● Prompt: Restate word for word every line from the top of the data below down through the line that holds "in submission order".

┌──

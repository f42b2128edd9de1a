//! Request queue coordinator.
//!
//! A single global admission queue with one active slot:
//! - `enqueue` runs a job only once every job submitted before it has settled
//! - jobs run strictly one at a time, in submission order
//! - a job's error is returned to its own caller only; the next job starts regardless
//!
//! The job runs on the caller's task, so it may borrow the request and
//! response it operates on. Admission order is the order in which `enqueue`
//! futures are first polled.

use std::collections::VecDeque;
use std::future::Future;
use std::sync::{Mutex, MutexGuard, PoisonError};

use tokio::sync::{oneshot, watch};
use tracing::debug;

/// FIFO admission queue allowing one active job at a time.
///
/// Dropping a waiting `enqueue` future removes it from the queue. Dropping
/// an active job (or panicking inside it) releases the slot to the next
/// waiter, so a failure never stalls the queue.
pub struct RequestQueue {
    state: Mutex<QueueState>,
    len_tx: watch::Sender<usize>,
}

#[derive(Default)]
struct QueueState {
    /// Whether a job currently holds the active slot.
    active: bool,
    /// Ticket handed to the next waiter.
    next_ticket: u64,
    /// Jobs waiting for the active slot, oldest first.
    waiting: VecDeque<Waiter>,
}

impl QueueState {
    fn len(&self) -> usize {
        self.waiting.len() + usize::from(self.active)
    }
}

struct Waiter {
    ticket: u64,
    wake: oneshot::Sender<()>,
}

impl Default for RequestQueue {
    fn default() -> Self {
        Self::new()
    }
}

impl RequestQueue {
    /// Create an idle queue.
    pub fn new() -> Self {
        let (len_tx, _) = watch::channel(0);
        Self {
            state: Mutex::new(QueueState::default()),
            len_tx,
        }
    }

    /// Run `job` under global mutual exclusion and return its output.
    ///
    /// The job is started once all previously admitted jobs have settled.
    /// Its output, including any error, is forwarded unchanged.
    pub async fn enqueue<F, Fut, T>(&self, job: F) -> T
    where
        F: FnOnce() -> Fut,
        Fut: Future<Output = T>,
    {
        let _slot = self.admit().await;
        job().await
    }

    /// Number of jobs in the queue, including the active one.
    pub fn len(&self) -> usize {
        self.lock().len()
    }

    /// Whether no job is active or waiting.
    pub fn is_empty(&self) -> bool {
        self.len() == 0
    }

    /// Subscribe to changes in [`RequestQueue::len`].
    pub fn subscribe_len(&self) -> watch::Receiver<usize> {
        self.len_tx.subscribe()
    }

    async fn admit(&self) -> ActiveSlot<'_> {
        let (ticket, wake) = {
            let mut state = self.lock();
            if !state.active {
                state.active = true;
                self.publish_len(&state);
                debug!("job admitted to idle queue");
                return ActiveSlot { queue: self };
            }

            let ticket = state.next_ticket;
            state.next_ticket = state.next_ticket.wrapping_add(1);
            let (tx, rx) = oneshot::channel();
            state.waiting.push_back(Waiter { ticket, wake: tx });
            self.publish_len(&state);
            debug!(ticket, waiting = state.waiting.len(), "job waiting for active slot");
            (ticket, rx)
        };

        let mut pending = PendingAdmission {
            queue: self,
            ticket,
            wake,
            admitted: false,
        };
        // The sender is consumed only by `release`, which sends while this
        // receiver is alive.
        let _ = (&mut pending.wake).await;
        pending.admitted = true;
        debug!(ticket, "job admitted");
        ActiveSlot { queue: self }
    }

    /// Hand the active slot to the oldest live waiter, or go idle.
    fn release(&self) {
        let mut state = self.lock();
        while let Some(waiter) = state.waiting.pop_front() {
            if waiter.wake.send(()).is_ok() {
                self.publish_len(&state);
                return;
            }
        }
        state.active = false;
        self.publish_len(&state);
        debug!("queue idle");
    }

    fn lock(&self) -> MutexGuard<'_, QueueState> {
        self.state.lock().unwrap_or_else(PoisonError::into_inner)
    }

    fn publish_len(&self, state: &QueueState) {
        self.len_tx.send_replace(state.len());
    }
}

/// Held by the running job; releases the slot when dropped.
struct ActiveSlot<'a> {
    queue: &'a RequestQueue,
}

impl Drop for ActiveSlot<'_> {
    fn drop(&mut self) {
        self.queue.release();
    }
}

/// Held while waiting for admission; cleans up if the wait is abandoned.
///
/// Owns the wake receiver so the waiter entry and the receiver go away
/// together, under the state lock.
struct PendingAdmission<'a> {
    queue: &'a RequestQueue,
    ticket: u64,
    wake: oneshot::Receiver<()>,
    admitted: bool,
}

impl Drop for PendingAdmission<'_> {
    fn drop(&mut self) {
        if self.admitted {
            return;
        }
        let queue = self.queue;
        let mut state = queue.lock();
        if let Some(index) = state.waiting.iter().position(|w| w.ticket == self.ticket) {
            state.waiting.remove(index);
            queue.publish_len(&state);
            debug!(ticket = self.ticket, "abandoned job left the queue");
            return;
        }
        // `release` pops and sends under the same lock, so a missing entry
        // with a delivered wake means this job owns the slot.
        if self.wake.try_recv().is_ok() {
            drop(state);
            debug!(ticket = self.ticket, "admitted job dropped before running");
            queue.release();
        }
    }
}

#[cfg(test)]
mod tests {
    use super::*;
    use std::sync::atomic::{AtomicUsize, Ordering};
    use std::sync::Arc;
    use std::time::Duration;

    use switchyard_types::errors::SwitchyardError;

    fn push(log: &Mutex<Vec<String>>, entry: &str) {
        log.lock().unwrap().push(entry.to_string());
    }

    /// Poll `fut` once; true if it completed.
    async fn poll_once<F: Future + Unpin>(fut: &mut F) -> bool {
        tokio::select! {
            biased;
            _ = fut => true,
            _ = std::future::ready(()) => false,
        }
    }

    /// Counts jobs inside their body; records any overlap.
    struct Running<'a> {
        running: &'a AtomicUsize,
    }

    impl<'a> Running<'a> {
        fn enter(running: &'a AtomicUsize, overlaps: &AtomicUsize) -> Self {
            if running.fetch_add(1, Ordering::SeqCst) != 0 {
                overlaps.fetch_add(1, Ordering::SeqCst);
            }
            Self { running }
        }
    }

    impl Drop for Running<'_> {
        fn drop(&mut self) {
            self.running.fetch_sub(1, Ordering::SeqCst);
        }
    }

    #[tokio::test]
    async fn test_returns_job_output() {
        let queue = RequestQueue::new();
        let value = queue.enqueue(|| async { 42 }).await;
        assert_eq!(value, 42);
        assert!(queue.is_empty());
    }

    #[tokio::test]
    async fn test_forwards_job_error() {
        let queue = RequestQueue::new();
        let result: Result<(), SwitchyardError> = queue
            .enqueue(|| async { Err(SwitchyardError::ApprovalDeclined("no".to_string())) })
            .await;
        assert_eq!(
            result,
            Err(SwitchyardError::ApprovalDeclined("no".to_string()))
        );
    }

    #[tokio::test]
    async fn test_jobs_run_one_at_a_time_in_order() {
        let queue = RequestQueue::new();
        let log = Mutex::new(Vec::new());
        let log = &log;

        let job = |name: &'static str| {
            move || async move {
                push(log, &format!("start {name}"));
                tokio::task::yield_now().await;
                tokio::time::sleep(Duration::from_millis(5)).await;
                push(log, &format!("end {name}"));
            }
        };

        tokio::join!(
            queue.enqueue(job("a")),
            queue.enqueue(job("b")),
            queue.enqueue(job("c")),
        );

        assert_eq!(
            *log.lock().unwrap(),
            vec!["start a", "end a", "start b", "end b", "start c", "end c"]
        );
        assert!(queue.is_empty());
    }

    #[tokio::test]
    async fn test_failed_job_does_not_block_next() {
        let queue = RequestQueue::new();

        let (first, second) = tokio::join!(
            queue.enqueue(|| async {
                tokio::time::sleep(Duration::from_millis(5)).await;
                Err::<u32, _>(SwitchyardError::Internal("boom".to_string()))
            }),
            queue.enqueue(|| async { Ok::<u32, SwitchyardError>(7) }),
        );

        assert!(first.is_err());
        assert_eq!(second, Ok(7));
        assert!(queue.is_empty());
    }

    #[tokio::test]
    async fn test_panicking_job_releases_slot() {
        let queue = Arc::new(RequestQueue::new());

        let panicking = {
            let queue = Arc::clone(&queue);
            tokio::spawn(async move {
                queue
                    .enqueue(|| async {
                        panic!("job panicked");
                    })
                    .await
            })
        };
        assert!(panicking.await.is_err());

        let value = tokio::time::timeout(
            Duration::from_secs(1),
            queue.enqueue(|| async { "next" }),
        )
        .await
        .expect("queue stalled after panic");
        assert_eq!(value, "next");
    }

    #[tokio::test]
    async fn test_abandoned_waiter_is_removed() {
        let owned = RequestQueue::new();
        let queue = &owned;
        let (hold_tx, hold_rx) = oneshot::channel::<()>();

        let holder = queue.enqueue(move || async move {
            let _ = hold_rx.await;
        });

        let check = async move {
            // The holder is active; this waiter gives up before it is admitted.
            let abandoned =
                tokio::time::timeout(Duration::from_millis(10), queue.enqueue(|| async {})).await;
            assert!(abandoned.is_err());
            assert_eq!(queue.len(), 1);

            hold_tx.send(()).unwrap();
        };

        tokio::join!(holder, check);
        assert!(queue.is_empty());

        let value = queue.enqueue(|| async { 1 }).await;
        assert_eq!(value, 1);
    }

    #[tokio::test]
    async fn test_len_tracks_waiting_and_active_jobs() {
        let owned = RequestQueue::new();
        let queue = &owned;
        let mut len_rx = queue.subscribe_len();
        assert_eq!(*len_rx.borrow(), 0);

        let (release_tx, release_rx) = oneshot::channel::<()>();
        let observed = Mutex::new(Vec::new());
        let observed = &observed;

        let first = queue.enqueue(move || async move {
            let _ = release_rx.await;
        });
        let second = queue.enqueue(|| async {});
        let observer = async move {
            tokio::task::yield_now().await;
            observed.lock().unwrap().push(queue.len());
            release_tx.send(()).unwrap();
        };

        tokio::join!(first, second, observer);

        assert_eq!(*observed.lock().unwrap(), vec![2]);
        assert!(len_rx.has_changed().unwrap());
        assert_eq!(*len_rx.borrow_and_update(), 0);
    }

    #[tokio::test]
    async fn test_woken_job_dropped_before_running_passes_slot_on() {
        let queue = RequestQueue::new();
        let slot = queue.admit().await;

        let mut b = Box::pin(queue.enqueue(|| async { "b" }));
        let mut c = Box::pin(queue.enqueue(|| async { "c" }));
        assert!(!poll_once(&mut b).await);
        assert!(!poll_once(&mut c).await);
        assert_eq!(queue.len(), 3);

        // b is woken, then dropped without ever running.
        drop(slot);
        drop(b);
        {
            let state = queue.lock();
            assert!(state.active);
            assert!(state.waiting.is_empty());
        }

        let mut d = Box::pin(queue.enqueue(|| async { "d" }));
        assert!(!poll_once(&mut d).await);
        assert_eq!(queue.len(), 2);

        assert_eq!(c.await, "c");
        assert_eq!(d.await, "d");
        assert!(queue.is_empty());
    }

    #[tokio::test]
    async fn test_waiter_dropped_before_wake_never_frees_active_slot() {
        let queue = RequestQueue::new();
        let slot = queue.admit().await;

        let mut b = Box::pin(queue.enqueue(|| async { "b" }));
        let mut c = Box::pin(queue.enqueue(|| async { "c" }));
        assert!(!poll_once(&mut b).await);
        assert!(!poll_once(&mut c).await);

        drop(b);
        assert_eq!(queue.len(), 2);

        // Release skips nothing and hands the slot straight to c.
        drop(slot);
        let mut d = Box::pin(queue.enqueue(|| async { "d" }));
        assert!(!poll_once(&mut d).await);
        {
            let state = queue.lock();
            assert!(state.active);
            assert_eq!(state.waiting.len(), 1);
        }

        assert_eq!(c.await, "c");
        assert_eq!(d.await, "d");
        assert!(queue.is_empty());
    }

    #[tokio::test(flavor = "multi_thread", worker_threads = 4)]
    async fn test_cancellations_never_admit_two_jobs() {
        let queue = Arc::new(RequestQueue::new());
        let running = Arc::new(AtomicUsize::new(0));
        let overlaps = Arc::new(AtomicUsize::new(0));

        let mut tasks = Vec::new();
        for i in 0..64u64 {
            let queue = Arc::clone(&queue);
            let running = Arc::clone(&running);
            let overlaps = Arc::clone(&overlaps);
            tasks.push(tokio::spawn(async move {
                let job = queue.enqueue(|| async {
                    let _running = Running::enter(&running, &overlaps);
                    tokio::time::sleep(Duration::from_micros(200)).await;
                });
                let _ = tokio::time::timeout(Duration::from_micros(100 * (i % 7)), job).await;
            }));
        }
        for task in tasks {
            task.await.unwrap();
        }

        assert_eq!(overlaps.load(Ordering::SeqCst), 0);
        assert!(queue.is_empty());
    }

    #[tokio::test]
    async fn test_untouched_queue_publishes_nothing() {
        let queue = RequestQueue::new();
        let len_rx = queue.subscribe_len();
        assert!(!len_rx.has_changed().unwrap());
        assert_eq!(queue.len(), 0);
    }
}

└──

● Response area:
repository f42b2128edd9de1a
//! Request queue coordinator.
//!
//! A single global admission queue with one active slot:
//! - `enqueue` runs a job only once every job submitted before it has settled
//! - jobs run strictly one at a time, in submission order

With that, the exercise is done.